Throughout technology around the world, software engineers and startup founders love to brag about their “technology stack”-- that is, the front-to-backend collection of programming languages, third-party libraries, database services and scaling infrastructure that make their addictive app snap to life or essential service run with a high level of reliability.
The choices these engineers make are the result of a near obsession with a few precious milliseconds that make or break user engagement, site traffic, and ultimately revenue. And it’s this obsession that pushes the software development community forward in pursuit of the perfect computing process (the effect of such processes remain up for debate).
In some ways, creating these technology stacks are akin to choosing education technology in a K-12 classroom--call it the "learning stack," if you will. Where the performance-obsessed engineer tweaks, researches, and remixes programming languages and coding practices, daring practitioners, like those profiled in EdSurge’s Day in the Life Of series, mix and match technology and pedagogy that might transform their teaching practice and students’ learning.
There are some differences, of course. Where a technology stack fails --perhaps generating the now-defunct Twitter "fail whale"-- social media users have other options. They can still connect via Facebook, Instagram, Snapchat, and others.

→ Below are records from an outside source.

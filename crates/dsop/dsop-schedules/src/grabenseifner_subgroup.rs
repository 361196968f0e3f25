//! Splits the world into `g` subgroups by `rank % g`, all-gathers `A`/`B`
//! across the *whole* world once, then has every subgroup independently
//! compute the *entire* result matrix (partitioning all `n` rows among only
//! its own members via `row_band`) before a second all-gather confined to
//! the subgroup replicates it there. Different subgroups therefore
//! duplicate the local compute work, trading it for a cheaper (smaller)
//! second communication round — the tradeoff the name describes.
//!
//! The subgroup count is a constructor parameter rather than process-wide
//! global state. An out-of-range group count is a configuration error: a
//! caller-supplied `g` outside `1..=P` is a mistake worth surfacing, not
//! silently clamped down to `num_procs`.
//!
//! Works for any process count, not just powers of two.

use dsop_core::{Comm, DsopError, Matrix, ProcessContext, Vector};
use dsop_timing::MpiTimer;

use crate::{row_band, second_phase_allgather, Schedule};

pub struct GrabenseifnerSubgroup {
    groups: i32,
}

impl GrabenseifnerSubgroup {
    pub fn new(groups: i32) -> Self {
        Self { groups }
    }
}

impl Schedule for GrabenseifnerSubgroup {
    fn name(&self) -> &'static str {
        "grabenseifner_subgroup"
    }

    fn compute(
        &self,
        comm: &dyn Comm,
        ctx: &ProcessContext,
        a_all: &[Vector],
        b_all: &[Vector],
        result: &mut Matrix,
        timer: &mut MpiTimer,
    ) -> Result<(), DsopError> {
        if self.groups < 1 || self.groups > ctx.num_procs {
            return Err(DsopError::UnsupportedConfiguration(format!(
                "grabenseifner_subgroup needs 1 <= groups <= num_procs, got groups={}, num_procs={}",
                self.groups, ctx.num_procs
            )));
        }

        let rank = ctx.rank as usize;
        let p = ctx.num_procs as usize;
        let a = &a_all[rank];
        let b = &b_all[rank];
        let color = ctx.rank % self.groups;

        timer.time(|| {
            let mut appended = Vec::with_capacity(ctx.n + ctx.m);
            appended.extend_from_slice(a);
            appended.extend_from_slice(b);
            let mut received = vec![0.0; (ctx.n + ctx.m) * p];
            comm.allgather_into(&appended, &mut received);

            let subgroup = comm.split(color);
            let subgroup_size = subgroup.size() as usize;
            let subgroup_rank = subgroup.rank() as usize;

            let (my_start, my_rows) = row_band(ctx.n, subgroup_size, subgroup_rank);
            if my_rows > 0 {
                for origin in 0..p {
                    let base = origin * (ctx.n + ctx.m);
                    let origin_a = &received[base..base + ctx.n];
                    let origin_b = &received[base + ctx.n..base + ctx.n + ctx.m];
                    result.add_submatrix_outer(my_start, 0, &origin_a[my_start..my_start + my_rows], origin_b);
                }
            }

            second_phase_allgather(subgroup.as_ref(), ctx.n, ctx.m, result);
        });
        Ok(())
    }
}
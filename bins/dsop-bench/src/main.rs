use clap::Parser;
use dsop_core::{Comm, MpiComm};
use dsop_harness::{Cli, RunConfig};
use mpi::Threading;
use tracing::{error, info, info_span};
use tracing_subscriber::EnvFilter;

fn main() {
    let cli = Cli::parse();

    tracing_subscriber::fmt()
        .with_env_filter(EnvFilter::try_from_default_env().unwrap_or_else(|_| EnvFilter::new("INFO")))
        .init();

    // `Threading::Multiple` is required: `MpiComm::isend`/`irecv` hand owned
    // buffers to a helper OS thread that performs the actual blocking `mpi`
    // call (see `dsop_core::comm::mpi_comm`), so this process's `mpi` calls
    // are no longer confined to the thread that called `MPI_Init`.
    let (universe, _threading) =
        mpi::initialize_with_threading(Threading::Multiple).expect("MPI_Init_thread failed");
    let comm = MpiComm::world(universe.world());

    let _span = info_span!("dsop-bench", rank = comm.rank()).entered();
    info!(n = cli.n, m = cli.m, schedule = %cli.name, iterations = cli.iterations, "starting run");

    let config = RunConfig {
        n: cli.n,
        m: cli.m,
        schedule_name: cli.name,
        iterations: cli.iterations,
        validate: cli.validate,
        verbose: cli.verbose,
    };

    if let Err(err) = dsop_harness::run(&comm, &config) {
        error!(%err, "run failed");
        std::process::exit(1);
    }
}
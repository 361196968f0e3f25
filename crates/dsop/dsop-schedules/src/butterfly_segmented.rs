//! Pipelined butterfly all-reduce: round 0 is one blocking exchange of the
//! whole payload; every later round splits the payload into fixed-size
//! segments so the previous round's received data is folded into `result`
//! one segment at a time while that segment's replacement is already in
//! flight for the current round.

use dsop_core::{Comm, DsopError, Matrix, PendingSend, ProcessContext, Vector};
use dsop_timing::MpiTimer;

use crate::tags::{ALLREDUCE_BUTTERFLY_SEGMENTED, ALLREDUCE_BUTTERFLY_SEGMENTED_REDUCE};
use crate::{ButterflyTopology, Schedule};

/// Default segment size in bytes; exposed as a constructor parameter since
/// the optimal value depends on the transport's eager/rendezvous cutoff.
const DEFAULT_SEG_BYTES: usize = 1 << 17;

pub struct AllreduceButterflySegmented {
    seg_el: usize,
}

impl Default for AllreduceButterflySegmented {
    fn default() -> Self {
        Self { seg_el: DEFAULT_SEG_BYTES / std::mem::size_of::<f64>() }
    }
}

impl AllreduceButterflySegmented {
    pub fn new(seg_el: usize) -> Self {
        assert!(seg_el > 0, "segment size must be positive");
        Self { seg_el }
    }
}

fn segments(len: usize, seg_el: usize) -> Vec<(usize, usize)> {
    let mut out = Vec::new();
    let mut off = 0;
    while off < len {
        let l = seg_el.min(len - off);
        out.push((off, l));
        off += l;
    }
    out
}

impl Schedule for AllreduceButterflySegmented {
    fn name(&self) -> &'static str {
        "allreduce_butterfly_segmented"
    }

    fn compute(
        &self,
        comm: &dyn Comm,
        ctx: &ProcessContext,
        a_all: &[Vector],
        b_all: &[Vector],
        result: &mut Matrix,
        timer: &mut MpiTimer,
    ) -> Result<(), DsopError> {
        let rank = ctx.rank;
        let topo = ButterflyTopology::new(ctx);
        let len = ctx.n * ctx.m;

        result.set_outer(&a_all[rank as usize], &b_all[rank as usize]);

        if ctx.num_procs == 1 {
            return Ok(());
        }

        timer.time(|| {
            if topo.is_idle_rank {
                comm.send(topo.idle_partner_rank, ALLREDUCE_BUTTERFLY_SEGMENTED_REDUCE, result.as_slice());
            } else if topo.is_idle_partner {
                let mut received = vec![0.0; len];
                comm.recv_into(topo.idle_partner_rank, ALLREDUCE_BUTTERFLY_SEGMENTED_REDUCE, &mut received);
                for (c, r) in result.as_mut_slice().iter_mut().zip(received.iter()) {
                    *c += r;
                }
            }

            if topo.participates() {
                let peer0 = rank ^ 1;
                let mut pending = vec![0.0; len];
                comm.sendrecv_into(
                    peer0,
                    ALLREDUCE_BUTTERFLY_SEGMENTED,
                    result.as_slice(),
                    peer0,
                    ALLREDUCE_BUTTERFLY_SEGMENTED,
                    &mut pending,
                );

                for round in 1..topo.n_rounds {
                    let peer = rank ^ (1 << round);
                    let segs = segments(len, self.seg_el);
                    let mut new_pending = vec![0.0; len];
                    let mut send_req: Option<Box<dyn PendingSend>> = None;

                    for &(off, l) in &segs {
                        for (c, p) in result.as_mut_slice()[off..off + l].iter_mut().zip(pending[off..off + l].iter()) {
                            *c += p;
                        }
                        if let Some(req) = send_req.take() {
                            req.wait();
                        }
                        send_req = Some(comm.isend(peer, ALLREDUCE_BUTTERFLY_SEGMENTED, result.as_slice()[off..off + l].to_vec()));
                        comm.recv_into(peer, ALLREDUCE_BUTTERFLY_SEGMENTED, &mut new_pending[off..off + l]);
                    }
                    if let Some(req) = send_req.take() {
                        req.wait();
                    }
                    pending = new_pending;
                }

                for (c, p) in result.as_mut_slice().iter_mut().zip(pending.iter()) {
                    *c += p;
                }
            }

            if topo.is_idle_partner {
                comm.send(topo.idle_partner_rank, ALLREDUCE_BUTTERFLY_SEGMENTED_REDUCE, result.as_slice());
            } else if topo.is_idle_rank {
                let mut received = vec![0.0; len];
                comm.recv_into(topo.idle_partner_rank, ALLREDUCE_BUTTERFLY_SEGMENTED_REDUCE, &mut received);
                result.as_mut_slice().copy_from_slice(&received);
            }
        });
        Ok(())
    }
}

#[cfg(test)]
mod tests {
    use super::*;
    use dsop_core::ThreadComm;
    use std::thread;

    fn run_on(num_procs: i32, n: usize, m: usize, seg_el: usize) {
        let a_all: Vec<Vector> = (0..num_procs).map(|r| (0..n).map(|i| (r * 10 + i as i32) as f64).collect()).collect();
        let b_all: Vec<Vector> = (0..num_procs).map(|r| (0..m).map(|i| (r + i as i32) as f64).collect()).collect();
        let mut expected = Matrix::zeros(n, m);
        dsop_oracle::compute(&a_all, &b_all, &mut expected);

        let comms = ThreadComm::new_group(num_procs);
        let handles: Vec<_> = comms
            .into_iter()
            .enumerate()
            .map(|(rank, comm)| {
                let a_all = a_all.clone();
                let b_all = b_all.clone();
                let expected = expected.clone();
                thread::spawn(move || {
                    let ctx = ProcessContext::new(rank as i32, num_procs, n, m);
                    let mut result = Matrix::zeros(n, m);
                    let mut timer = MpiTimer::new();
                    AllreduceButterflySegmented::new(seg_el).compute(&comm, &ctx, &a_all, &b_all, &mut result, &mut timer).unwrap();
                    assert_eq!(result, expected);
                })
            })
            .collect();
        for h in handles {
            h.join().unwrap();
        }
    }

    #[test]
    fn matches_oracle_power_of_two_tiny_segments() {
        run_on(8, 3, 3, 2);
    }

    #[test]
    fn matches_oracle_non_power_of_two() {
        run_on(6, 2, 2, 4);
    }

    #[test]
    fn matches_oracle_two_ranks_single_round() {
        run_on(2, 2, 2, 4);
    }

    #[test]
    fn matches_oracle_single_rank() {
        run_on(1, 2, 2, 4);
    }
}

But when a learning stack fails--maybe when video isn’t optimized for a school’s broadband, for instance--students typically can’t simply click a link to the next learning environment. The resulting technology-induced disengagement triggers classroom management problems, lost instructional time and other unexpected barriers to students’ learning.
When 'Failing Up' isn't an Option
So how exactly should the time-strapped educator go about deciding which bundle of products and services might enhance their instruction?
Bold experimentation and learning from failure may be the most effective way to understand the many nuances involved with integrating technology and learning, but "failure" is often politically or professionally untenable. A more practical approach lies with educators improving their dialogue with edtech innovators.
An “edu-technical” language--one that describes classroom pedagogy and needs through processes and data--can force vendors and developers who lack understanding of a learning environment to share some ownership of students’ learning outcomes. Educators need not create technical schema (unless they want to do so). But when educators can articulate their needs through the language used in RFPs and sales’ meetings, they will be able to more clearly demand how technology can enhance learning.
Finding the proper “edu-technical” language to inform the learning stack starts with building consensus around pedagogical aims and understanding where data does or does not support these aims. The data is the glue in between the layers of the learning stack. When the data needs behind a specific pedagogical approach are clear and transparent, it becomes much easier to identify what current products fit into the learning stack and what products edtech innovators should develop for the future.
Every school may not need to develop its own learning stack--but it should aim to be fluent in edu-technical language.
Rise Above the Noise, Focus on Real Needs
The ways in which school leaders and practitioners turn data into actionable knowledge underscore technology’s promise to improve teaching practices and student learning. If a learning stack can’t extend the learning experience beyond its current capacity (those proverbial milliseconds in engineer-speak), then resources should be allocated elsewhere.
With a data-driven explanation of each classroom or school interaction, it becomes much easier to focus technology innovation on real needs, and avoid a scenario where new technology affordances-- lacking pedagogical or operational context --are stunted by confusing or unnecessary features.
To make a school more efficient, a learning stack at a minimum should eliminate overhead, reduce communications barriers and increase access to resources. When educators and vendors can find a common language (as proposed here through an “edu-technical” language), administrators can become better decision-makers, teachers can more readily apply their expertise, students can manage their own learning, and vendors can become measurably (gasp!) more accountable in students’ learning.